WASHINGTON, Oct. 27 (HalliburtonWatch.org) -- The Special Inspector General for Iraq Reconstruction (SIGIR) reported today that Halliburton routinely hides from public view the details of its contract performance in Iraq, thereby "hindering competition and oversight."

SIGIR concluded that Halliburton "marks almost all of the information it provides to the government as ... proprietary data," thereby forbidding military personnel from disclosing it to the public.

But marking information as "proprietary" is permissible only during the bidding for, not the performance of, contracts.

By marking almost all data as "proprietary," Halliburton successfully conceals critical performance information from public discourse, including overcharges of the taxpayers. The scheme, the SIGIR report said, "inhibits transparency of government activities and the use of taxpayer funds."

The report concluded that Halliburton has turned regulations "into a mechanism to prevent the government from releasing normally transparent information, thus potentially hindering competition and oversight."
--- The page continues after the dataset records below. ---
use axum::{Json, extract::rejection::JsonRejection, http::HeaderMap};
use chrono::Utc;
use rand::{Rng, distributions::Alphanumeric, thread_rng};

use crate::error::AppError;

pub const WALLET_HEADER: &str = "x-wallet-address";

/// Wallet address from the request body, falling back to the `x-wallet-address` header.
///
/// Nothing here proves the caller owns the address, it is taken as asserted.
pub fn resolve_address(
    from_body: Option<String>,
    headers: &HeaderMap,
    who: &str,
) -> Result<String, AppError> {
    from_body
        .or_else(|| {
            headers
                .get(WALLET_HEADER)
                .and_then(|value| value.to_str().ok())
                .map(str::to_string)
        })
        .map(|address| address.trim().to_string())
        .filter(|address| !address.is_empty())
        .ok_or_else(|| AppError::Validation(format!("{who} address required")))
}

pub fn require(value: Option<String>, field: &str) -> Result<String, AppError> {
    value
        .filter(|v| !v.trim().is_empty())
        .ok_or_else(|| AppError::Validation(format!("{field} is required")))
}

/// Accepts a missing body (no JSON content type) as the default payload.
pub fn optional_body<T: Default>(payload: Result<Json<T>, JsonRejection>) -> Result<T, AppError> {
    match payload {
        Ok(Json(body)) => Ok(body),
        Err(JsonRejection::MissingJsonContentType(_)) => Ok(T::default()),
        Err(rejection) => Err(rejection.into()),
    }
}

/// Stand-in transaction hash until purchases settle on chain.
pub fn mock_transaction_hash() -> String {
    let bytes: [u8; 32] = thread_rng().r#gen();

    format!("0x{}", hex::encode(bytes))
}

pub fn token_id() -> String {
    let suffix: String = thread_rng()
        .sample_iter(&Alphanumeric)
        .take(6)
        .map(|c| (c as char).to_ascii_lowercase())
        .collect();

    format!("token-{}-{suffix}", Utc::now().timestamp_millis())
}
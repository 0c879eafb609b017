use std::time::Duration;

use vzip_core::{FrameId, VzipError};

#[test]
fn converts_io_error() {
    let io_error = std::io::Error::new(std::io::ErrorKind::NotFound, "missing");
    let error: VzipError = io_error.into();

    match error {
        VzipError::Io(err) => assert_eq!(err.kind(), std::io::ErrorKind::NotFound),
        other => panic!("unexpected error: {other:?}"),
    }
}

#[test]
fn converts_anyhow_error() {
    let anyhow_error = anyhow::anyhow!("boom");
    let error: VzipError = anyhow_error.into();

    match error {
        VzipError::Other(err) => assert_eq!(err.to_string(), "boom"),
        other => panic!("unexpected error: {other:?}"),
    }
}

#[test]
fn attaches_context_and_finds_root() {
    let err = VzipError::FrameFailed { frame: FrameId(4) }
        .with_context("draining slots")
        .with_context("archiving frames");

    assert_eq!(
        err.to_string(),
        "archiving frames: draining slots: frame #4 failed; archive aborted"
    );
    assert!(matches!(
        err.root(),
        VzipError::FrameFailed { frame: FrameId(4) }
    ));
}

#[test]
fn frame_errors_name_frame_and_limit() {
    let too_large = VzipError::FrameTooLarge {
        frame: FrameId(2),
        size: 2_000_000,
        limit: 1_048_576,
    };
    assert_eq!(
        too_large.to_string(),
        "frame #2 is 2000000 bytes, exceeding the 1048576 byte frame limit"
    );

    let timeout = VzipError::SlotTimeout {
        frame: FrameId(0),
        waited: Duration::from_millis(25),
    };
    assert!(timeout.to_string().contains("frame #0"));
}
//! In-process metrics for the frame pipeline.
//!
//! Counters, gauges and histograms are kept in a process-wide registry when the
//! `telemetry` feature is enabled and compile down to no-ops otherwise. Log
//! events go through `tracing` using the targets in [`tags`].

use std::collections::BTreeMap;

use serde::{Deserialize, Serialize};

pub mod tags;
pub mod worker;

pub use worker::{DefaultWorkerTelemetry, WorkerTelemetry};

/// Histogram summary captured in telemetry snapshots.
#[derive(Debug, Clone, Copy, Default, PartialEq, Serialize, Deserialize)]
pub struct HistogramSnapshot {
    /// Total number of samples recorded.
    pub count: u64,
    /// Sum of all sample values.
    pub total: u64,
    /// Minimum sample value observed.
    pub min: u64,
    /// Maximum sample value observed.
    pub max: u64,
    /// Arithmetic mean of all sample values.
    pub mean: f64,
}

/// In-memory view of collected telemetry metrics.
#[derive(Debug, Clone, Default, PartialEq, Serialize, Deserialize)]
pub struct TelemetrySnapshot {
    pub counters: BTreeMap<String, u64>,
    pub gauges: BTreeMap<String, u64>,
    pub histograms: BTreeMap<String, HistogramSnapshot>,
}

impl TelemetrySnapshot {
    /// Returns the value of a counter if it exists.
    pub fn counter(&self, name: &str) -> Option<u64> {
        self.counters.get(name).copied()
    }

    /// Returns the value of a gauge if it exists.
    pub fn gauge(&self, name: &str) -> Option<u64> {
        self.gauges.get(name).copied()
    }

    /// Returns the snapshot of a histogram if it exists.
    pub fn histogram(&self, name: &str) -> Option<HistogramSnapshot> {
        self.histograms.get(name).copied()
    }
}

/// Increments a named counter by `value`.
#[inline]
pub fn increment_counter(name: &'static str, value: u64) {
    #[cfg(feature = "telemetry")]
    registry::increment_counter(name, value);

    let _ = (name, value);
}

/// Records a histogram sample.
#[inline]
pub fn record_histogram(name: &'static str, value: u64) {
    #[cfg(feature = "telemetry")]
    registry::record_histogram(name, value);

    let _ = (name, value);
}

/// Sets a gauge to an absolute value.
#[inline]
pub fn set_gauge(name: &'static str, value: u64) {
    #[cfg(feature = "telemetry")]
    registry::set_gauge(name, value);

    let _ = (name, value);
}

/// Adds `delta` to a gauge.
#[inline]
pub fn add_gauge(name: &'static str, delta: u64) {
    #[cfg(feature = "telemetry")]
    registry::add_gauge(name, delta);

    let _ = (name, delta);
}

/// Subtracts `delta` from a gauge with floor at zero.
#[inline]
pub fn sub_gauge_saturating(name: &'static str, delta: u64) {
    #[cfg(feature = "telemetry")]
    registry::sub_gauge_saturating(name, delta);

    let _ = (name, delta);
}

/// Returns a point-in-time snapshot of all collected telemetry.
pub fn snapshot() -> TelemetrySnapshot {
    #[cfg(feature = "telemetry")]
    {
        registry::snapshot()
    }

    #[cfg(not(feature = "telemetry"))]
    {
        TelemetrySnapshot::default()
    }
}

/// Clears in-memory telemetry state.
pub fn reset() {
    #[cfg(feature = "telemetry")]
    registry::reset();
}

#[cfg(feature = "telemetry")]
mod registry {
    use std::collections::BTreeMap;
    use std::sync::{Mutex, OnceLock};

    use super::{HistogramSnapshot, TelemetrySnapshot};

    #[derive(Debug, Clone, Copy, Default)]
    struct HistogramAggregate {
        count: u64,
        total: u64,
        min: u64,
        max: u64,
    }

    impl HistogramAggregate {
        fn record(&mut self, value: u64) {
            if self.count == 0 {
                self.min = value;
                self.max = value;
            } else {
                self.min = self.min.min(value);
                self.max = self.max.max(value);
            }

            self.count = self.count.saturating_add(1);
            self.total = self.total.saturating_add(value);
        }

        fn snapshot(&self) -> HistogramSnapshot {
            let mean = if self.count == 0 {
                0.0
            } else {
                self.total as f64 / self.count as f64
            };

            HistogramSnapshot {
                count: self.count,
                total: self.total,
                min: self.min,
                max: self.max,
                mean,
            }
        }
    }

    #[derive(Default)]
    struct Store {
        counters: Mutex<BTreeMap<&'static str, u64>>,
        gauges: Mutex<BTreeMap<&'static str, u64>>,
        histograms: Mutex<BTreeMap<&'static str, HistogramAggregate>>,
    }

    fn store() -> &'static Store {
        static STORE: OnceLock<Store> = OnceLock::new();
        STORE.get_or_init(Store::default)
    }

    fn lock_unpoisoned<T>(mutex: &Mutex<T>) -> std::sync::MutexGuard<'_, T> {
        match mutex.lock() {
            Ok(guard) => guard,
            Err(poisoned) => poisoned.into_inner(),
        }
    }

    pub(super) fn increment_counter(name: &'static str, value: u64) {
        let mut counters = lock_unpoisoned(&store().counters);
        let entry = counters.entry(name).or_insert(0);
        *entry = entry.saturating_add(value);
    }

    pub(super) fn record_histogram(name: &'static str, value: u64) {
        let mut histograms = lock_unpoisoned(&store().histograms);
        histograms.entry(name).or_default().record(value);
    }

    pub(super) fn set_gauge(name: &'static str, value: u64) {
        lock_unpoisoned(&store().gauges).insert(name, value);
    }

    pub(super) fn add_gauge(name: &'static str, delta: u64) {
        let mut gauges = lock_unpoisoned(&store().gauges);
        let entry = gauges.entry(name).or_insert(0);
        *entry = entry.saturating_add(delta);
    }

    pub(super) fn sub_gauge_saturating(name: &'static str, delta: u64) {
        let mut gauges = lock_unpoisoned(&store().gauges);
        let entry = gauges.entry(name).or_insert(0);
        *entry = entry.saturating_sub(delta);
    }

    pub(super) fn snapshot() -> TelemetrySnapshot {
        let counters = lock_unpoisoned(&store().counters)
            .iter()
            .map(|(name, value)| ((*name).to_owned(), *value))
            .collect();

        let gauges = lock_unpoisoned(&store().gauges)
            .iter()
            .map(|(name, value)| ((*name).to_owned(), *value))
            .collect();

        let histograms = lock_unpoisoned(&store().histograms)
            .iter()
            .map(|(name, value)| ((*name).to_owned(), value.snapshot()))
            .collect();

        TelemetrySnapshot {
            counters,
            gauges,
            histograms,
        }
    }

    pub(super) fn reset() {
        lock_unpoisoned(&store().counters).clear();
        lock_unpoisoned(&store().gauges).clear();
        lock_unpoisoned(&store().histograms).clear();
    }
}
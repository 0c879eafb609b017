use std::io::{ErrorKind, Read};

use crate::types::FrameId;
use crate::{Result, VzipError};

use super::RECORD_LENGTH_SIZE;

/// One record read back from an archive.
#[derive(Debug, Clone, PartialEq, Eq)]
pub struct ArchiveRecord {
    pub frame: FrameId,
    pub payload: Vec<u8>,
}

/// Iterates the records of an archive stream.
///
/// A stream that ends exactly on a record boundary ends the iteration; a
/// stream cut inside a length field or payload yields an error, after which
/// the iterator is exhausted.
#[derive(Debug)]
pub struct ArchiveReader<R: Read> {
    reader: R,
    next_frame: usize,
    finished: bool,
}

impl<R: Read> ArchiveReader<R> {
    pub fn new(reader: R) -> Self {
        Self {
            reader,
            next_frame: 0,
            finished: false,
        }
    }

    /// Number of records returned so far.
    pub fn records_read(&self) -> usize {
        self.next_frame
    }

    pub fn into_inner(self) -> R {
        self.reader
    }

    fn read_length(&mut self) -> Result<Option<u32>> {
        let mut field = [0u8; RECORD_LENGTH_SIZE];
        let mut filled = 0;
        while filled < field.len() {
            match self.reader.read(&mut field[filled..]) {
                Ok(0) if filled == 0 => return Ok(None),
                Ok(0) => return Err(VzipError::InvalidFormat("truncated record length")),
                Ok(read) => filled += read,
                Err(error) if error.kind() == ErrorKind::Interrupted => {}
                Err(error) => return Err(error.into()),
            }
        }
        Ok(Some(u32::from_ne_bytes(field)))
    }

    fn read_record(&mut self) -> Result<Option<ArchiveRecord>> {
        let Some(length) = self.read_length()? else {
            return Ok(None);
        };

        // Grow while reading rather than trusting the length for one allocation.
        let mut payload = Vec::new();
        (&mut self.reader)
            .take(u64::from(length))
            .read_to_end(&mut payload)?;
        if payload.len() != length as usize {
            return Err(VzipError::InvalidFormat("truncated record payload"));
        }

        let frame = FrameId(self.next_frame);
        self.next_frame += 1;
        Ok(Some(ArchiveRecord { frame, payload }))
    }
}

impl<R: Read> Iterator for ArchiveReader<R> {
    type Item = Result<ArchiveRecord>;

    fn next(&mut self) -> Option<Self::Item> {
        if self.finished {
            return None;
        }
        let frame = self.next_frame;
        match self.read_record() {
            Ok(Some(record)) => Some(Ok(record)),
            Ok(None) => {
                self.finished = true;
                None
            }
            Err(error) => {
                self.finished = true;
                Some(Err(error.with_context(format!("reading record {frame}"))))
            }
        }
    }
}
use std::ops::{Deref, DerefMut};
use std::sync::Arc;
use std::sync::atomic::{AtomicUsize, Ordering};

use crossbeam_channel::{Receiver, Sender, TryRecvError, TrySendError, bounded};

use crate::telemetry;
use crate::telemetry::tags;

/// A pool of reusable frame buffers.
///
/// Every buffer is created with room for one full frame, so a worker that
/// reuses a recycled buffer never reallocates while reading or encoding. The
/// pool never blocks: when it is empty a fresh buffer is allocated, and when
/// it is full a returned buffer is simply freed.
///
/// # Example
/// ```
/// use vzip_core::BufferPool;
///
/// let pool = BufferPool::new(4096, 8);
/// let mut buffer = pool.acquire();
/// buffer.extend_from_slice(b"frame");
/// drop(buffer); // returns to the pool
/// assert_eq!(pool.metrics().created, 1);
/// ```
#[derive(Debug)]
pub struct BufferPool {
    recycler: Sender<Vec<u8>>,
    receiver: Receiver<Vec<u8>>,
    frame_capacity: usize,
    max_buffers: usize,
    metrics: Arc<PoolMetricsInner>,
}

impl BufferPool {
    /// Creates a pool whose buffers hold `frame_capacity` bytes and which
    /// retains at most `max_buffers` idle buffers.
    pub fn new(frame_capacity: usize, max_buffers: usize) -> Self {
        let (tx, rx) = bounded(max_buffers.max(1));
        Self {
            recycler: tx,
            receiver: rx,
            frame_capacity,
            max_buffers: max_buffers.max(1),
            metrics: Arc::new(PoolMetricsInner::default()),
        }
    }

    /// Acquires an empty buffer, recycled when one is available.
    pub fn acquire(&self) -> PooledBuffer {
        let buffer = match self.receiver.try_recv() {
            Ok(mut buffer) => {
                buffer.clear();
                self.metrics.recycled.fetch_add(1, Ordering::Relaxed);
                telemetry::increment_counter(tags::METRIC_BUFFER_ACQUIRE_RECYCLED_COUNT, 1);
                buffer
            }
            Err(TryRecvError::Empty) | Err(TryRecvError::Disconnected) => {
                self.metrics.created.fetch_add(1, Ordering::Relaxed);
                telemetry::increment_counter(tags::METRIC_BUFFER_ACQUIRE_CREATED_COUNT, 1);
                tracing::trace!(
                    target: tags::TARGET_BUFFER,
                    capacity = self.frame_capacity,
                    "allocated frame buffer"
                );
                Vec::with_capacity(self.frame_capacity)
            }
        };

        PooledBuffer::new(buffer, self.recycler.clone(), Arc::clone(&self.metrics))
    }

    /// Returns a snapshot of the current pool metrics.
    pub fn metrics(&self) -> PoolMetricsSnapshot {
        PoolMetricsSnapshot {
            created: self.metrics.created.load(Ordering::Relaxed),
            recycled: self.metrics.recycled.load(Ordering::Relaxed),
            dropped: self.metrics.dropped.load(Ordering::Relaxed),
        }
    }

    /// Capacity every newly created buffer starts with.
    pub fn frame_capacity(&self) -> usize {
        self.frame_capacity
    }

    /// Maximum number of idle buffers the pool retains.
    pub fn max_buffers(&self) -> usize {
        self.max_buffers
    }
}

/// A snapshot of buffer pool metrics at a point in time.
#[derive(Debug, Clone, Copy, PartialEq, Eq, Default)]
pub struct PoolMetricsSnapshot {
    /// Number of buffers created by the pool
    pub created: usize,
    /// Number of buffers successfully recycled
    pub recycled: usize,
    /// Number of buffers dropped (pool full)
    pub dropped: usize,
}

#[derive(Debug, Default)]
struct PoolMetricsInner {
    created: AtomicUsize,
    recycled: AtomicUsize,
    dropped: AtomicUsize,
}

/// A buffer allocated from a [`BufferPool`].
///
/// Returned to the pool when dropped. Derefs to the underlying `Vec<u8>`.
#[derive(Debug)]
pub struct PooledBuffer {
    buffer: Vec<u8>,
    recycler: Sender<Vec<u8>>,
    metrics: Arc<PoolMetricsInner>,
}

impl PooledBuffer {
    fn new(buffer: Vec<u8>, recycler: Sender<Vec<u8>>, metrics: Arc<PoolMetricsInner>) -> Self {
        Self {
            buffer,
            recycler,
            metrics,
        }
    }

    pub fn as_slice(&self) -> &[u8] {
        &self.buffer
    }

    pub fn as_mut_vec(&mut self) -> &mut Vec<u8> {
        &mut self.buffer
    }
}

impl Deref for PooledBuffer {
    type Target = Vec<u8>;

    fn deref(&self) -> &Self::Target {
        &self.buffer
    }
}

impl DerefMut for PooledBuffer {
    fn deref_mut(&mut self) -> &mut Self::Target {
        &mut self.buffer
    }
}

impl Drop for PooledBuffer {
    fn drop(&mut self) {
        let buffer = std::mem::take(&mut self.buffer);
        match self.recycler.try_send(buffer) {
            Ok(()) => {
                telemetry::increment_counter(tags::METRIC_BUFFER_RECYCLE_OK_COUNT, 1);
            }
            Err(TrySendError::Full(_)) | Err(TrySendError::Disconnected(_)) => {
                self.metrics.dropped.fetch_add(1, Ordering::Relaxed);
                telemetry::increment_counter(tags::METRIC_BUFFER_RECYCLE_DROPPED_COUNT, 1);
            }
        }
    }
}

#[cfg(test)]
mod tests {
    use super::*;

    #[test]
    fn recycled_buffers_come_back_empty() {
        let pool = BufferPool::new(16, 2);
        let mut first = pool.acquire();
        first.extend_from_slice(b"payload");
        drop(first);

        let second = pool.acquire();
        assert!(second.is_empty());
        assert!(second.capacity() >= 16);
        assert_eq!(pool.metrics().recycled, 1);
    }

    #[test]
    fn overflowing_buffers_are_dropped() {
        let pool = BufferPool::new(8, 1);
        let a = pool.acquire();
        let b = pool.acquire();
        drop(a);
        drop(b);

        let metrics = pool.metrics();
        assert_eq!(metrics.created, 2);
        assert_eq!(metrics.dropped, 1);
    }
}
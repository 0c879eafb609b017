use std::time::Duration;

use serde::Serialize;

use crate::core::{ByteTotals, PoolRuntimeSnapshot};
use crate::format::{ArchiveSummary, MAX_RECORD_LEN};
use crate::types::{CodecKind, DEFAULT_MAX_FRAME_SIZE};
use crate::{Result, VzipError};

/// Construction config for the frame pipeline.
#[derive(Debug, Clone, PartialEq)]
pub struct PipelineConfig {
    /// Number of compression worker threads.
    pub workers: usize,
    /// Upper bound for raw frames and for encoded payloads.
    pub max_frame_size: usize,
    /// Codec applied to every frame.
    pub codec: CodecKind,
    /// Longest the writer waits on a single slot; `None` waits indefinitely.
    pub slot_wait_timeout: Option<Duration>,
    /// Idle frame buffers kept for reuse between frames.
    pub buffer_pool_capacity: usize,
}

impl Default for PipelineConfig {
    fn default() -> Self {
        let workers = num_cpus::get().max(1);
        Self {
            workers,
            max_frame_size: DEFAULT_MAX_FRAME_SIZE,
            codec: CodecKind::default(),
            slot_wait_timeout: None,
            buffer_pool_capacity: workers * 2,
        }
    }
}

impl PipelineConfig {
    /// Default config with `workers` threads.
    pub fn with_workers(workers: usize) -> Self {
        Self {
            workers,
            buffer_pool_capacity: workers.saturating_mul(2),
            ..Self::default()
        }
    }

    pub fn validate(&self) -> Result<()> {
        if self.workers == 0 {
            return Err(VzipError::InvalidConfig(
                "worker count must be at least 1".to_string(),
            ));
        }
        if self.max_frame_size == 0 || self.max_frame_size > MAX_RECORD_LEN {
            return Err(VzipError::InvalidConfig(format!(
                "max frame size must be within 1..={MAX_RECORD_LEN} bytes, got {}",
                self.max_frame_size
            )));
        }
        if self.slot_wait_timeout.is_some_and(|timeout| timeout.is_zero()) {
            return Err(VzipError::InvalidConfig(
                "slot wait timeout must be positive".to_string(),
            ));
        }
        Ok(())
    }
}

/// Outcome of one pipeline run.
#[derive(Debug, Clone, Serialize)]
pub struct RunStats {
    /// Number of frames in the source, `N`.
    pub frames: usize,
    pub codec: String,
    pub totals: ByteTotals,
    pub archive: ArchiveSummary,
    pub elapsed: Duration,
    pub pool: PoolRuntimeSnapshot,
}

impl RunStats {
    pub fn total_in(&self) -> u64 {
        self.totals.total_in
    }

    pub fn total_out(&self) -> u64 {
        self.totals.total_out
    }

    /// Space saved in percent, `None` when no input bytes were read.
    pub fn compression_ratio(&self) -> Option<f64> {
        self.totals.compression_ratio()
    }

    /// True when the source held no frames.
    pub fn is_empty(&self) -> bool {
        self.frames == 0
    }
}

/// Archive stream returned alongside the run statistics.
#[derive(Debug)]
pub struct ArchiveOutcome<W> {
    pub writer: W,
    pub stats: RunStats,
}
A military audit released to the public last year was heavily redacted at the specific request of Halliburton because it contained numerous criticisms of the company's work in Iraq, including $108 million in overcharges. Even the overcharges were redacted by the military prior to public release.

Read the numerous examples of the Pentagon's preferential treatment for Halliburton at this link.

The SIGIR report found that Halliburton "inappropriately" told the Pentagon to conceal information such as reports on dining head counts in military cafeterias (the company admitted billing the military for meals it didn't serve) and the amount of fuel delivered to foreign embassies (the company was caught overcharging for fuel in 2003).

In an emailed response to SIGIR, Halliburton said it "has encountered situations in the past where extremely competition sensitive data has found its way to the press and/or to the internet. As a result, this data is being properly protected." It justified the unusual step of marking nearly all of its information as "proprietary" on grounds that "disclosure would cause a forseeable harm" to operations.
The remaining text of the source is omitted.